[Records excerpted from a collection]
☆ ☆ ☆

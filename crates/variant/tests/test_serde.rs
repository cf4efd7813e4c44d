//! Serialization through serde_json and bincode
#![cfg(feature = "serde")]

use std::panic::{AssertUnwindSafe, catch_unwind};

use serde::{Deserialize, Serialize};
use tagged_variant::Variant;

type Token = Variant<(i64, f64, String)>;

#[derive(Debug, PartialEq, Serialize, Deserialize)]
struct Instruction {
    name: String,
    operands: Vec<Token>,
}

fn sample() -> Instruction {
    Instruction {
        name: "push".to_string(),
        operands: vec![Token::new(1i64), Token::new(2.5f64), Token::new("label")],
    }
}

#[test]
fn test_json_encodes_index_and_value() {
    let json = serde_json::to_string(&sample()).unwrap();
    assert_eq!(
        json,
        r#"{"name":"push","operands":[[0,1],[1,2.5],[2,"label"]]}"#
    );
}

#[test]
fn test_json_round_trip_in_struct() {
    let json = serde_json::to_string(&sample()).unwrap();
    let back: Instruction = serde_json::from_str(&json).unwrap();
    assert_eq!(back, sample());
}

#[test]
fn test_bincode_layout_is_index_then_value() {
    let v = Variant::<(u16, u64)>::new(7u64);
    let bytes = bincode::serialize(&v).unwrap();
    assert_eq!(bytes, [1, 0, 0, 0, 7, 0, 0, 0, 0, 0, 0, 0]);
}

#[test]
fn test_bincode_round_trip() {
    let bytes = bincode::serialize(&sample()).unwrap();
    let back: Instruction = bincode::deserialize(&bytes).unwrap();
    assert_eq!(back, sample());
}

#[test]
fn test_valueless_does_not_serialize() {
    let mut v = Token::new(0i64);
    let _ = catch_unwind(AssertUnwindSafe(|| {
        v.emplace_with::<2, _>(|| panic!("constructor failed"));
    }));
    assert!(v.is_valueless());

    let err = serde_json::to_string(&v).unwrap_err();
    assert!(err.to_string().contains("valueless"), "{err}");
    assert!(bincode::serialize(&v).is_err());
}

#[test]
fn test_bad_index_rejected() {
    let result = serde_json::from_str::<Token>(r#"[3, 1]"#);
    assert!(result.is_err());

    let mut bytes = bincode::serialize(&Token::new(5i64)).unwrap();
    bytes[0] = 9;
    assert!(bincode::deserialize::<Token>(&bytes).is_err());
}

#[test]
fn test_wrong_value_type_rejected() {
    assert!(serde_json::from_str::<Token>(r#"[0, "not an int"]"#).is_err());
}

☆ ☆ ☆

Restate the data above word for word. Leave nothing out.

→ **Finished exercise**
filename crates/variant/tests/test_serde.rs
repository cf4efd7813e4c44d
//! Serialization through serde_json and bincode
#![cfg(feature = "serde")]

use std::panic::{AssertUnwindSafe, catch_unwind};

use serde::{Deserialize, Serialize};
use tagged_variant::Variant;

type Token = Variant<(i64, f64, String)>;

#[derive(Debug, PartialEq, Serialize, Deserialize)]
struct Instruction {
    name: String,
    operands: Vec<Token>,
}

fn sample() -> Instruction {
    Instruction {
        name: "push".to_string(),
        operands: vec![Token::new(1i64), Token::new(2.5f64), Token::new("label")],
    }
}

#[test]
fn test_json_encodes_index_and_value() {
    let json = serde_json::to_string(&sample()).unwrap();
    assert_eq!(
        json,
        r#"{"name":"push","operands":[[0,1],[1,2.5],[2,"label"]]}"#
    );
}

#[test]
fn test_json_round_trip_in_struct() {
    let json = serde_json::to_string(&sample()).unwrap();
    let back: Instruction = serde_json::from_str(&json).unwrap();
    assert_eq!(back, sample());
}

#[test]
fn test_bincode_layout_is_index_then_value() {
    let v = Variant::<(u16, u64)>::new(7u64);
    let bytes = bincode::serialize(&v).unwrap();
    assert_eq!(bytes, [1, 0, 0, 0, 7, 0, 0, 0, 0, 0, 0, 0]);
}

#[test]
fn test_bincode_round_trip() {
    let bytes = bincode::serialize(&sample()).unwrap();
    let back: Instruction = bincode::deserialize(&bytes).unwrap();
    assert_eq!(back, sample());
}

#[test]
fn test_valueless_does_not_serialize() {
    let mut v = Token::new(0i64);
    let _ = catch_unwind(AssertUnwindSafe(|| {
        v.emplace_with::<2, _>(|| panic!("constructor failed"));
    }));
    assert!(v.is_valueless());

    let err = serde_json::to_string(&v).unwrap_err();
    assert!(err.to_string().contains("valueless"), "{err}");
    assert!(bincode::serialize(&v).is_err());
}

#[test]
fn test_bad_index_rejected() {
    let result = serde_json::from_str::<Token>(r#"[3, 1]"#);
    assert!(result.is_err());

    let mut bytes = bincode::serialize(&Token::new(5i64)).unwrap();
    bytes[0] = 9;
    assert!(bincode::deserialize::<Token>(&bytes).is_err());
}

#[test]
fn test_wrong_value_type_rejected() {
    assert!(serde_json::from_str::<Token>(r#"[0, "not an int"]"#).is_err());
}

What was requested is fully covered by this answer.